Before I start the review, I want to say it was difficult to test your program without an encoder. So I wrote my own encoder, with your decoder's specifications in mind (12-bit codes, MSB format, reset dictionary at 4096 entries, etc). I also wrote my own decoder to make sure that my encoder worked. You can find both of these programs at Github here. There are some discrepencies between my decoder and yours which I will mention below.

No need to memcpy 1 character

In a couple of places, you use memcpy to tack on a single character to the end of a buffer. You can simplify these calls:

        memcpy(prevString + oldSize, currString, 1);

to just:

        prevString[oldSize] = currString[0];

Can simplify code to add to dictionary

Your two cases of "using the just added entry" and "using an existing entry" can be merged into one case. You can handle both cases early (before you need to use the entry).
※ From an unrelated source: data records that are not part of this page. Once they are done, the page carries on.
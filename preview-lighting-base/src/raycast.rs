//! Ray intersection tests used for shadow queries.

mod ray;
pub use ray::Ray;

#[cfg(test)]
mod tests;

/// Directions whose component along an axis is smaller than this are treated as
/// parallel to that axis's slabs.
pub const PARALLEL_EPSILON: f64 = 1e-8;

/// Minimum determinant magnitude for a ray/triangle test, and minimum hit distance.
pub const TRIANGLE_EPSILON: f64 = 1e-6;
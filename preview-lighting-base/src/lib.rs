//! This library is an internal component of [`preview-lighting`],
//! which defines some core mathematical types and functions.
//! Do not depend on this library; use only [`preview-lighting`] instead.
//!
//! [`preview-lighting`]: https://crates.io/crates/preview-lighting/

// Crate-specific lint settings. (General settings can be found in the workspace manifest.)
#![warn(clippy::missing_inline_in_public_items)]

/// Do not use this module directly; its contents are re-exported from `preview-lighting`.
pub mod math;

/// Do not use this module directly; its contents are re-exported from `preview-lighting`.
pub mod raycast;

/// Do not use this module directly; its contents are re-exported from `preview-lighting`.
pub mod time;

/// Do not use this module directly; its contents are re-exported from `preview-lighting`.
pub mod util;

// reexport for convenience of our tests
#[doc(hidden)]
pub use euclid;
The only difference is where the last character of the new entry comes from. So I rewrote your loop to look like this:

    while ( (currCode = fread_twelve(source)) && currCode )
    {
        if (currCode > dictPos)
        {
            fprintf(stderr, "decompress: currCode out of dictionary range.\n");
            return 1;
        }

        oldSize = dict_entry_sizes[prevCode];

        // Add entry to dictionary first, in case we need to use it below.
        if (currCode < dictPos)
            prevString[oldSize] = dictionary[currCode][0];
        else
            prevString[oldSize] = prevString[0];
        dictionary[dictPos] = prevString;
        dict_entry_sizes[dictPos++] = oldSize + 1;

        size = dict_entry_sizes[currCode];
        currString = malloc(size + 1); // +1 for adding char on next loop
        if (currString == NULL)
        {
            fprintf(stderr, "decompress: error assigning currString.\n");
            return 1;
        }
        memcpy(currString, dictionary[currCode], size);
        fwrite(currString, size, 1, dest);

        // restart dict if full.
        if (dictPos >= 4096)
        {
            free_dict(dictionary, 256, 4095);
            dictPos = 256;
        }
        prevCode = currCode;
        prevString = currString;
    }

End of file handling

When I wrote my encoder, I outputted the last partial code in MSB format with four bits of trailing zeroes. I thought that would be the most natural way to do it. So for example, if the last code was 0x123 and the last code was output on a byte boundary, then my encoded file would end with these two bytes: 12 30.

Your decoder appears to expect the last two bytes to look like this: 01 23. Here, the 4 bits of padding come in on the left side. While that is a possible encoding, it requires your fread_twelve() function to make a special case for it. If you use my encoding, your end of file case would look just like the normal case, and you could remove the special case for it.

Dictionary reset handling

I'm not sure your decoder handles dictionary resets correctly. This again may be a difference between my encoder and yours. But when I ran your decoder against my encoder it didn't sync up after the first dictionary reset. It looks like your code might use a freed dictionary entry after a reset if the previous code was higher than 255, but again I'm not sure that's true depending on your encoder.

@glampert 2015-07-29 18:13:53

JS1, that's a neat little implementation you've come up with. Why don't you post for review and keep us busy? ;)

@JS1 2015-07-29 18:15:34

@glampert Which one, the encoder, the decoder, or both?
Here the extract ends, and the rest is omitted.